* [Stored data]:
━━━
//! CLI binary for evalume.
//!
//! A thin shim over the library crate that maps CLI flags to
//! `ClientConfig` / `ReportLayout`, drives an `AnalysisSession` and prints
//! the results.

use anyhow::{Context, Result};
use clap::Parser;
use evalume::config::DEFAULT_GATEWAY_URL;
use evalume::{
    AggregatedReport, AnalysisJob, AnalysisSession, ClientConfig, HttpGateway, ImageUpload,
    ReportLayout, RichText, Stage, StageStatus, SubmissionRequest, TrackingError,
    TrackingObserver, TrackingOutcome,
};
use indicatif::{ProgressBar, ProgressStyle};
use std::io;
use std::path::PathBuf;
use std::sync::{Arc, Mutex};
use std::time::Duration;
use tracing_subscriber::EnvFilter;

// ── ANSI colour helpers (no extra deps) ──────────────────────────────────────

fn green(s: &str) -> String {
    format!("\x1b[32m{s}\x1b[0m")
}
fn red(s: &str) -> String {
    format!("\x1b[31m{s}\x1b[0m")
}
fn dim(s: &str) -> String {
    format!("\x1b[2m{s}\x1b[0m")
}
fn bold(s: &str) -> String {
    format!("\x1b[1m{s}\x1b[0m")
}
fn italic(s: &str) -> String {
    format!("\x1b[3m{s}\x1b[0m")
}
fn cyan(s: &str) -> String {
    format!("\x1b[36m{s}\x1b[0m")
}

/// Backend text with emphasis rendered as ANSI and all other markup removed.
fn render_rich(text: &str) -> String {
    RichText::parse(text)
        .spans
        .iter()
        .map(|span| match (span.style.bold, span.style.italic) {
            (true, true) => format!("\x1b[1;3m{}\x1b[0m", span.text),
            (true, false) => bold(&span.text),
            (false, true) => italic(&span.text),
            (false, false) => span.text.clone(),
        })
        .collect()
}

// ── CLI tracking observer using indicatif ────────────────────────────────────

/// Live spinner with one log line per stage as it finishes.
struct CliTrackingObserver {
    bar: ProgressBar,
    /// Last status printed for each polled stage.
    seen: Mutex<[StageStatus; 2]>,
}

impl CliTrackingObserver {
    fn new() -> Arc<Self> {
        let bar = ProgressBar::new_spinner();
        let style = ProgressStyle::with_template("{spinner:.cyan} {prefix:.bold}  {msg}  ⏱ {elapsed}")
            .unwrap_or_else(|_| ProgressStyle::default_spinner())
            .tick_strings(&["⠋", "⠙", "⠹", "⠸", "⠼", "⠴", "⠦", "⠧", "⠇", "⠏", "⠿"]);
        bar.set_style(style);
        bar.set_prefix("Uploading");
        bar.set_message("sending image…");
        bar.enable_steady_tick(Duration::from_millis(80));

        Arc::new(Self {
            bar,
            seen: Mutex::new(Default::default()),
        })
    }

    fn stage_line(stage: Stage, status: &StageStatus) -> String {
        match status {
            StageStatus::Completed(_) => format!("  {} {}", green("✓"), stage.label()),
            StageStatus::Failed(msg) => {
                format!("  {} {}  {}", red("✗"), stage.label(), red(msg))
            }
            StageStatus::Pending => format!("  {} {}", dim("…"), stage.label()),
        }
    }

    fn finish(&self) {
        self.bar.finish_and_clear();
    }
}

impl TrackingObserver for CliTrackingObserver {
    fn on_tracking_start(&self, run_id: &str) {
        self.bar.set_prefix("Analyzing");
        self.bar.set_message(format!("run {}", dim(run_id)));
    }

    fn on_poll(&self, run_id: &str, attempt: u32) {
        self.bar
            .set_message(format!("run {}  status check #{attempt}", dim(run_id)));
    }

    fn on_update(&self, job: &AnalysisJob, _aggregated: &AggregatedReport) {
        let mut seen = self.seen.lock().unwrap_or_else(|e| e.into_inner());
        for (slot, stage) in seen.iter_mut().zip(Stage::POLLED) {
            let current = job.stage(stage);
            if current.is_terminal() && !slot.is_terminal() {
                self.bar.println(Self::stage_line(stage, current));
            }
            *slot = current.clone();
        }
    }

    fn on_settled(&self, _job: &AnalysisJob, aggregated: &AggregatedReport) {
        self.bar.finish_and_clear();
        if aggregated.errors.is_empty() {
            eprintln!("{} Analysis complete", green("✔"));
        } else {
            eprintln!(
                "{} Analysis finished with {} failed stage(s)",
                cyan("⚠"),
                aggregated.errors.len()
            );
        }
    }

    fn on_tracking_error(&self, _run_id: &str, error: &TrackingError) {
        self.bar.finish_and_clear();
        eprintln!("{} {}", red("✘"), red(&error.to_string()));
    }
}

const AFTER_HELP: &str = r#"EXAMPLES:
  # Analyse an essay photo and write image-analysis-report.pdf
  evalume essay.jpg --topic "Climate policy"

  # Add motivational texts (inline or from a file)
  evalume essay.jpg --topic "Education" --context @prompts.txt

  # Custom output path, different backend
  evalume scan.png -t "Urban mobility" -o reports/mobility.pdf \
      --gateway https://analysis.example.org

  # Print the session as JSON and skip the PDF
  evalume scan.png -t "Urban mobility" --json --no-pdf > session.json

LIMITS:
  Images only (PNG, JPEG, GIF, WebP, BMP), at most 100 MB.
  The topic is required.

ENVIRONMENT VARIABLES:
  EVALUME_GATEWAY_URL       Backend base URL (default http://localhost:8000)
  EVALUME_POLL_INTERVAL_MS  Status check cadence in milliseconds (default 2000)
  EVALUME_TOPIC             Default topic
  EVALUME_OUTPUT            Default PDF output path
  RUST_LOG                  Override log filter (e.g. evalume=debug)

Press Ctrl-C while analysing to stop status checks; whatever finished so far
is still printed.
"#;

/// Analyse an image with the evaluation backend and export a PDF report.
#[derive(Parser, Debug)]
#[command(
    name = "evalume",
    version,
    about = "Analyse an image with the evaluation backend and export a PDF report",
    long_about = "Upload an image (e.g. a photographed essay) together with a topic, follow the \
backend's text-extraction, linguistic-analysis and argumentative-analysis stages until both \
analyses finish, print the results and write a paginated PDF report.",
    arg_required_else_help = true,
    color = clap::ColorChoice::Auto,
    after_long_help = AFTER_HELP
)]
struct Cli {
    /// Image file to analyse.
    image: PathBuf,

    /// Topic the text should be evaluated against (required).
    #[arg(short, long, env = "EVALUME_TOPIC")]
    topic: String,

    /// Motivational texts: inline text, or `@path` to read from a file.
    #[arg(short, long, env = "EVALUME_CONTEXT")]
    context: Option<String>,

    /// Write the PDF report here.
    #[arg(short, long, env = "EVALUME_OUTPUT")]
    output: Option<PathBuf>,

    /// Do not write a PDF report.
    #[arg(long, env = "EVALUME_NO_PDF")]
    no_pdf: bool,

    /// Print the final session state as JSON instead of text.
    #[arg(long, env = "EVALUME_JSON")]
    json: bool,

    /// Backend base URL.
    #[arg(long, env = "EVALUME_GATEWAY_URL", default_value = DEFAULT_GATEWAY_URL)]
    gateway: String,

    /// Milliseconds between status checks.
    #[arg(long, env = "EVALUME_POLL_INTERVAL_MS", default_value_t = 2000,
          value_parser = clap::value_parser!(u64).range(1..))]
    poll_interval_ms: u64,

    /// Per-request HTTP timeout in seconds.
    #[arg(long, env = "EVALUME_TIMEOUT", default_value_t = 120)]
    timeout: u64,

    /// chrono format for the date in the PDF footer.
    #[arg(long, env = "EVALUME_DATE_FORMAT", default_value = "%Y-%m-%d")]
    date_format: String,

    /// Disable the live status spinner.
    #[arg(long, env = "EVALUME_NO_PROGRESS")]
    no_progress: bool,

    /// Enable DEBUG-level tracing logs.
    #[arg(short, long, env = "EVALUME_VERBOSE")]
    verbose: bool,

    /// Suppress all output except results and errors.
    #[arg(short, long, env = "EVALUME_QUIET")]
    quiet: bool,
}

#[tokio::main]
async fn main() -> Result<()> {
    let cli = Cli::parse();

    // ── Logging setup ────────────────────────────────────────────────────
    // Suppress INFO-level library logs while the spinner is active; the
    // spinner provides all the feedback that matters to the user.
    let show_progress = !cli.quiet && !cli.no_progress && !cli.json;
    let filter = if cli.verbose {
        "debug"
    } else if cli.quiet || show_progress {
        "error"
    } else {
        "info"
    };

    tracing_subscriber::fmt()
        .with_env_filter(
            EnvFilter::try_from_default_env().unwrap_or_else(|_| EnvFilter::new(filter)),
        )
        .with_writer(io::stderr)
        .init();

    // ── Build config ─────────────────────────────────────────────────────
    let config = ClientConfig::builder()
        .base_url(&cli.gateway)
        .poll_interval_ms(cli.poll_interval_ms)
        .request_timeout_secs(cli.timeout)
        .build()
        .context("Invalid configuration")?;
    let layout = ReportLayout::builder()
        .date_format(&cli.date_format)
        .build()
        .context("Invalid report layout")?;
    let output_path = cli
        .output
        .clone()
        .unwrap_or_else(|| PathBuf::from(&layout.file_name));

    let gateway = Arc::new(HttpGateway::new(&config).context("Failed to create HTTP client")?);
    let observer = show_progress.then(CliTrackingObserver::new);

    let mut session = AnalysisSession::new(gateway, config, layout);
    if let Some(ref obs) = observer {
        session = session.with_observer(obs.clone());
    }

    // ── Build request ────────────────────────────────────────────────────
    let image = ImageUpload::from_path(&cli.image)
        .await
        .context("Failed to load image")?;
    let mut request = SubmissionRequest::new(image, cli.topic.clone());
    if let Some(context) = read_context(cli.context.as_deref()).await? {
        request = request.with_context(context);
    }

    // ── Submit ───────────────────────────────────────────────────────────
    let submission = match session.start(request).await {
        Ok(s) => s,
        Err(e) => {
            if let Some(ref obs) = observer {
                obs.finish();
            }
            return Err(anyhow::Error::new(e).context("Analysis could not start"));
        }
    };
    if !cli.quiet && !cli.json {
        if let Some(ref obs) = observer {
            obs.bar.println(format!(
                "{} {}  {}",
                cyan("◆"),
                bold("Image accepted"),
                dim(&format!("run {}", submission.run_id))
            ));
        } else {
            eprintln!("Image accepted, run {}", submission.run_id);
        }
    }

    // ── Track until settled, failed, or interrupted ──────────────────────
    let outcome = tokio::select! {
        outcome = session.wait() => outcome,
        _ = tokio::signal::ctrl_c() => {
            session.cancel();
            if let Some(ref obs) = observer {
                obs.finish();
            }
            if !cli.quiet {
                eprintln!("{} Cancelled; showing partial results", cyan("⚠"));
            }
            session.wait().await
        }
    };

    let view = session.view();

    // ── Print results ────────────────────────────────────────────────────
    if cli.json {
        let json = serde_json::to_string_pretty(&view).context("Failed to serialise session")?;
        println!("{json}");
    } else {
        print_section("Extracted Text from Image", view.extracted_text.as_deref());
        print_section("Linguistic Analysis", view.aggregated.report.overview.as_deref());
        print_section(
            "Argumentative Analysis",
            view.aggregated.report.recommendations.as_deref(),
        );
        for error in &view.aggregated.errors {
            eprintln!("{} {}", red("✗"), red(error));
        }
    }

    if let Some(TrackingOutcome::Failed { error, .. }) = &outcome {
        anyhow::bail!("{}", error);
    }

    // ── Export ───────────────────────────────────────────────────────────
    if cli.no_pdf {
        return Ok(());
    }
    if !view.can_export() {
        if !cli.quiet {
            eprintln!("{}", dim("PDF not written: analysis did not finish."));
        }
        return Ok(());
    }

    let written = session
        .export_to_file(&output_path)
        .await
        .context("Failed to write PDF report")?;
    if !cli.quiet {
        eprintln!(
            "{} Report  →  {}",
            green("✔"),
            bold(&written.display().to_string())
        );
    }

    Ok(())
}

/// `@path` reads the file; anything else is taken literally.
async fn read_context(arg: Option<&str>) -> Result<Option<String>> {
    match arg {
        None => Ok(None),
        Some(value) => match value.strip_prefix('@') {
            Some(path) => tokio::fs::read_to_string(path)
                .await
                .map(Some)
                .with_context(|| format!("Failed to read context from {:?}", path)),
            None => Ok(Some(value.to_string())),
        },
    }
}

fn print_section(heading: &str, body: Option<&str>) {
    let Some(body) = body.filter(|b| !b.trim().is_empty()) else {
        return;
    };
    println!("{}", bold(heading));
    println!("{}", render_rich(body));
    println!();
}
━━━
* [Exercise directions]: Your task is to find each line in the entries that contains the string "inline" and copy it.

* [Expected answer]:
  # Add motivational texts (inline or from a file)
    /// Motivational texts: inline text, or `@path` to read from a file.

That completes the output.